Personal information
- Full name: Zvonko Ivezić
- Date of birth: 17 February 1949
- Place of birth: Vajska, PR Serbia, FPR Yugoslavia
- Date of death: 4 September 2016 (aged 67)
- Place of death: Novi Sad, Serbia
- Height: 1.71 m (5 ft 7 in)
- Position: Forward

Youth career
- 1965–1967: Vojvodina

Senior career*
- Years: Team / Apps / (Gls)
- 1967–1976: Vojvodina / 220 / (60)
- 1976–1982: Sochaux / 193 / (53)
- 1982–1983: Racing Paris / 33 / (4)
- Total:  / 446 / (117)

International career
- 1975–1976: Yugoslavia / 4 / (2)

Managerial career
- ČSK Čelarevo
- 1996: Bečej
- 1997: Mladost Bački Jarak
- 2002: Vrbas
- 2004: Inđija
- 2004: Rudar Ugljevik

= Zvonko Ivezić =

Yugoslav and Serbian football manager and player (1949–2016)
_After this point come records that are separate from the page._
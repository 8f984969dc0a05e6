use std::sync::RwLock;
use std::time::{Duration, Instant};

use axum::http::StatusCode;
use axum::response::{IntoResponse, Response};
use tracing::warn;

#[derive(Debug, Clone, Copy, PartialEq, Eq)]
pub enum LivenessStatus {
    /// Set until the relay loop reports for the first time
    Starting,
    /// Recently reported healthy, will need to report again before the deadline
    HealthyUntil(Instant),
    /// The relay loop exited
    Stopped,
}

impl LivenessStatus {
    pub fn is_healthy(&self) -> bool {
        match self {
            LivenessStatus::HealthyUntil(until) => *until > Instant::now(),
            _ => false,
        }
    }
}

impl IntoResponse for LivenessStatus {
    fn into_response(self) -> Response {
        let body = format!("{self:?}");
        match self.is_healthy() {
            true => (StatusCode::OK, body),
            false => (StatusCode::INTERNAL_SERVER_ERROR, body),
        }
        .into_response()
    }
}

/// Liveness of the relay loop.
///
/// The loop must report at least once per `deadline`, otherwise the liveness check fails
/// and the orchestrator restarts the process.
pub struct Liveness {
    deadline: Duration,
    status: RwLock<LivenessStatus>,
}

impl Liveness {
    pub fn new(deadline: Duration) -> Self {
        Self {
            deadline,
            status: RwLock::new(LivenessStatus::Starting),
        }
    }

    pub fn report_healthy(&self) {
        self.set(LivenessStatus::HealthyUntil(Instant::now() + self.deadline));
    }

    pub fn report_stopped(&self) {
        self.set(LivenessStatus::Stopped);
    }

    pub fn status(&self) -> LivenessStatus {
        match self.status.read() {
            Ok(status) => *status,
            Err(poisoned) => *poisoned.into_inner(),
        }
    }

    fn set(&self, status: LivenessStatus) {
        match self.status.write() {
            Ok(mut current) => *current = status,
            Err(poisoned) => {
                warn!("liveness lock was poisoned, overwriting status");
                *poisoned.into_inner() = status;
            }
        }
    }
}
Zvonko Ivezić (Звонко Ивезић; 17 February 1949 – 4 September 2016) was a Yugoslav and Serbian football manager and player.

==Club career==
Born in Vajska, Ivezić joined Vojvodina in 1965, making his Yugoslav First League debut in the 1967–68 season. He amassed 220 appearances and scored 60 goals for the club in the top flight. In 1976, Ivezić moved abroad to France and signed with Sochaux, spending six seasons with the club. He also briefly played for Racing Paris, before retiring in 1983.

==International career==
At international level, Ivezić was capped four times for Yugoslavia between 1975 and 1976, scoring two goals. His final international was a September 1976 friendly match against Italy.

==Managerial career==
After hanging up his boots, Ivezić managed numerous clubs in his homeland, including Bečej and Mladost Bački Jarak in the First League of FR Yugoslavia during the 1996–97 season.

In 2002, Ivezić was manager of Vrbas in the Second League of FR Yugoslavia. He also served as manager of Premier League of Bosnia and Herzegovina club Rudar Ugljevik in 2004.